### [Material to process]
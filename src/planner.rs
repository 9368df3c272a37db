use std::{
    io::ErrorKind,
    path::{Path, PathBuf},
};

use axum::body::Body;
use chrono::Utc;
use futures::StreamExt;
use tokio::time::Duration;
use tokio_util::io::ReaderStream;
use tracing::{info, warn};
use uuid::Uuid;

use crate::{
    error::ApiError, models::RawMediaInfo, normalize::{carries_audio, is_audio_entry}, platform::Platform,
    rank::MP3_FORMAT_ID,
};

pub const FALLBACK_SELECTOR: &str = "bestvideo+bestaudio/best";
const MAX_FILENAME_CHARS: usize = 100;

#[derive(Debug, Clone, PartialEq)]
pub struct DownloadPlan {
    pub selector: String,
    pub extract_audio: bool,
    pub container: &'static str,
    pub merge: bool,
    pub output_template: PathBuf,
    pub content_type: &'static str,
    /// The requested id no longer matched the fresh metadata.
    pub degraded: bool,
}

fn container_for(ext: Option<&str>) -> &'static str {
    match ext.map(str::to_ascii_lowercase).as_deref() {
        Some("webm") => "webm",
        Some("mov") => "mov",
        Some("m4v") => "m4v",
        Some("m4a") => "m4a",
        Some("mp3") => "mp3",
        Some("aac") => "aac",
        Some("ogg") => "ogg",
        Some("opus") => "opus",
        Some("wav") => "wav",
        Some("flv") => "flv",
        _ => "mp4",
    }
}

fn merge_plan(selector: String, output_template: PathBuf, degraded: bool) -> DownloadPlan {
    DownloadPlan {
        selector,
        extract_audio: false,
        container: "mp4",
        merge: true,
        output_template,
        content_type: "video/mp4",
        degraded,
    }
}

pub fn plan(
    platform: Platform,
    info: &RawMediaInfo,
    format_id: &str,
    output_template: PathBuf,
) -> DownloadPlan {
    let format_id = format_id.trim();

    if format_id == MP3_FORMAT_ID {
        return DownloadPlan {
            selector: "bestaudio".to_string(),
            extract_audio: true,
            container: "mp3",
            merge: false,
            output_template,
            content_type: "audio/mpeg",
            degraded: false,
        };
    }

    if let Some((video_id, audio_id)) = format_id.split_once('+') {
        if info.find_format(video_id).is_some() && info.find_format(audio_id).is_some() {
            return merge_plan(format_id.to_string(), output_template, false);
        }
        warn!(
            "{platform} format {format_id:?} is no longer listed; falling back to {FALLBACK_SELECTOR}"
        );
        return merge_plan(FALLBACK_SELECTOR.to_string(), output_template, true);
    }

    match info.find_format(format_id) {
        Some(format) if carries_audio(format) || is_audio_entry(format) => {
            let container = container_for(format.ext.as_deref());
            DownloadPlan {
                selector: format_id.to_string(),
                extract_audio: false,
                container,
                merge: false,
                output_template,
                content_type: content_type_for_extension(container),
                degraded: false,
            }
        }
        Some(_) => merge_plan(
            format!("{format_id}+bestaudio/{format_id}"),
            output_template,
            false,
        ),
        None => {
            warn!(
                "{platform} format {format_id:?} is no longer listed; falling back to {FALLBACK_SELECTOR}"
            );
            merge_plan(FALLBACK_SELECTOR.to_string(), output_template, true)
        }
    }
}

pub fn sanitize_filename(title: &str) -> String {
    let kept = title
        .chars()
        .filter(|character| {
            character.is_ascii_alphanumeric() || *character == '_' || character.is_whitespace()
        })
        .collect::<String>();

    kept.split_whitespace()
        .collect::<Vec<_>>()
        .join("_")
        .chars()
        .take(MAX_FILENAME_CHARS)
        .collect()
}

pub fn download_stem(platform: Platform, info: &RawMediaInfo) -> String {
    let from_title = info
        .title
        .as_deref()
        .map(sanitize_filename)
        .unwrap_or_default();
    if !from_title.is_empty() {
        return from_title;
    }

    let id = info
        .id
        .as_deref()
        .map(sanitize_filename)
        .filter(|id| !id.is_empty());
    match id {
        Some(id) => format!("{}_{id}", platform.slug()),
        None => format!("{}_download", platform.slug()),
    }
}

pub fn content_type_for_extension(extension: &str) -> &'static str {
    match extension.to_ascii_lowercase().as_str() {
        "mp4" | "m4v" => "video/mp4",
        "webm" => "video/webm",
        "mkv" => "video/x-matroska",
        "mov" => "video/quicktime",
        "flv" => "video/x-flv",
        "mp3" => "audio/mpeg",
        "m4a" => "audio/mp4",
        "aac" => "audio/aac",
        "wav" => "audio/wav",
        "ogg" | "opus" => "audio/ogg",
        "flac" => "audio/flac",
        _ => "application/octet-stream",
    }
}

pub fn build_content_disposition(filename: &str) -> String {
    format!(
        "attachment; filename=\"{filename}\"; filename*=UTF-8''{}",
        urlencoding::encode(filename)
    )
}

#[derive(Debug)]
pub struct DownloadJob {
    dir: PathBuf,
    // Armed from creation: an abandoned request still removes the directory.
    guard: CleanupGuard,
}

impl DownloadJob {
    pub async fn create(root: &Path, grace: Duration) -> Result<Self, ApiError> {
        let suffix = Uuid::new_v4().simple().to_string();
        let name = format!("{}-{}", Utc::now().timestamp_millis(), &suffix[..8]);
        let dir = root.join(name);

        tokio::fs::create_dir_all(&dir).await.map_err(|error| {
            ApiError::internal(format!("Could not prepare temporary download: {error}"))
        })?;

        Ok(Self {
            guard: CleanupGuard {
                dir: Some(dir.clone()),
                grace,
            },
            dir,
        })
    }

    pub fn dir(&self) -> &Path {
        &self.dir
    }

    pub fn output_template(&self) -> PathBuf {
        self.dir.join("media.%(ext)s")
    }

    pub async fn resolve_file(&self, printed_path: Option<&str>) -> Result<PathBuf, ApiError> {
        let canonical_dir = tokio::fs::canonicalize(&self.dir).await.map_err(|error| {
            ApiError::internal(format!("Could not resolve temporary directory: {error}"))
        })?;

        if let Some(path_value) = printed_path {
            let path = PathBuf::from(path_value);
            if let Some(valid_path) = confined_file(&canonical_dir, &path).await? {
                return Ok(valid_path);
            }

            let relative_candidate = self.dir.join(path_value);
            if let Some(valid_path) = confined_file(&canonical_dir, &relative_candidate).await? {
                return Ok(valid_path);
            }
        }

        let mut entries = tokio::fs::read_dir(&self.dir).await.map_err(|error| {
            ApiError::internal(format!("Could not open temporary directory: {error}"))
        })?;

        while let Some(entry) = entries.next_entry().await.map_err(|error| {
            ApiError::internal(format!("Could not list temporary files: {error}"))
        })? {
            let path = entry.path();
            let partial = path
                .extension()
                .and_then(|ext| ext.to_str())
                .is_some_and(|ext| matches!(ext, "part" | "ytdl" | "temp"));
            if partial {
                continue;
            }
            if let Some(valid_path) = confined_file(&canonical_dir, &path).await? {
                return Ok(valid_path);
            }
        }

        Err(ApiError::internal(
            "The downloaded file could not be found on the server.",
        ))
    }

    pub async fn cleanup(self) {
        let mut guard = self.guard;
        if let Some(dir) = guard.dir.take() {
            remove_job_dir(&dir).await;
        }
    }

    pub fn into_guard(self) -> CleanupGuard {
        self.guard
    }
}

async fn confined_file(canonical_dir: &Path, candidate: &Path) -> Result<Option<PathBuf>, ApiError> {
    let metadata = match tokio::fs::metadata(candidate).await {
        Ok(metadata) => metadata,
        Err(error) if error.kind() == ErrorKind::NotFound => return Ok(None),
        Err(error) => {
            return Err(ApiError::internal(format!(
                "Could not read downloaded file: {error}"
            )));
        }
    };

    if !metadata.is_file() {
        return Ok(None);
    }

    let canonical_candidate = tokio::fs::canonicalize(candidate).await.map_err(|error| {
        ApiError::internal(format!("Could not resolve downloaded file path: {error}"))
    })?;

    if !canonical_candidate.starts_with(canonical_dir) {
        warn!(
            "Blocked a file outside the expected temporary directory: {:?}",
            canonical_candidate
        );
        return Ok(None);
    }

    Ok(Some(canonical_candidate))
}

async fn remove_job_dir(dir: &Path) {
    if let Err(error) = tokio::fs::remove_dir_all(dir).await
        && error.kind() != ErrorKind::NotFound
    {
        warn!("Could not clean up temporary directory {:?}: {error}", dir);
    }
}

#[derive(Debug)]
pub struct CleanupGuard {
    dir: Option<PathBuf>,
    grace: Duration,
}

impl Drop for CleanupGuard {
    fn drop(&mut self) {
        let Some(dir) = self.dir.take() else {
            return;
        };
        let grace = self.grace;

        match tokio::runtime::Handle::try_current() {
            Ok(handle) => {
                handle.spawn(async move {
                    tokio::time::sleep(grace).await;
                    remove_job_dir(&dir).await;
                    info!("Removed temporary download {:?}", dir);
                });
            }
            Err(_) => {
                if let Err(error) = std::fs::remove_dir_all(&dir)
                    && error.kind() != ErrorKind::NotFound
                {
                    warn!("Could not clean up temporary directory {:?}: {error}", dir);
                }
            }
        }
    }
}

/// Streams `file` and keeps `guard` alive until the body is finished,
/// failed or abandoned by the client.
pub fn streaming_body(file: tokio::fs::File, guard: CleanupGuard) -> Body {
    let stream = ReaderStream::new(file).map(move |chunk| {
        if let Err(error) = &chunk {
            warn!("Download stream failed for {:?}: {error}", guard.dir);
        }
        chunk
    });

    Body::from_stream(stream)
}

--

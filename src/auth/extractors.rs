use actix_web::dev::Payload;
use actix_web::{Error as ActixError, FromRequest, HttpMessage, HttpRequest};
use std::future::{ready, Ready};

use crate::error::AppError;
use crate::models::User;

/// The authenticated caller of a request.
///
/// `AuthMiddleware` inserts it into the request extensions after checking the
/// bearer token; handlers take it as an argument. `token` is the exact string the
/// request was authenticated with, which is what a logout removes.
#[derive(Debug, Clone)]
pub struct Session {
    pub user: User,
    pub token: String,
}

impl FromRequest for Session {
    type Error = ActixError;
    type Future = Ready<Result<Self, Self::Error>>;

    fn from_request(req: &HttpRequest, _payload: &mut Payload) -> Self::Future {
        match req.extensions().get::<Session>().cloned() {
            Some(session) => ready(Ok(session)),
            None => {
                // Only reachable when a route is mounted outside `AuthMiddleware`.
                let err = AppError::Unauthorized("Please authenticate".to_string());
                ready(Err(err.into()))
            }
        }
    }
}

### [About this exercise]
Find every line in the data above that holds the string "CleanupGuard". Give the number of such lines and nothing else.

### [Solution for this exercise]
6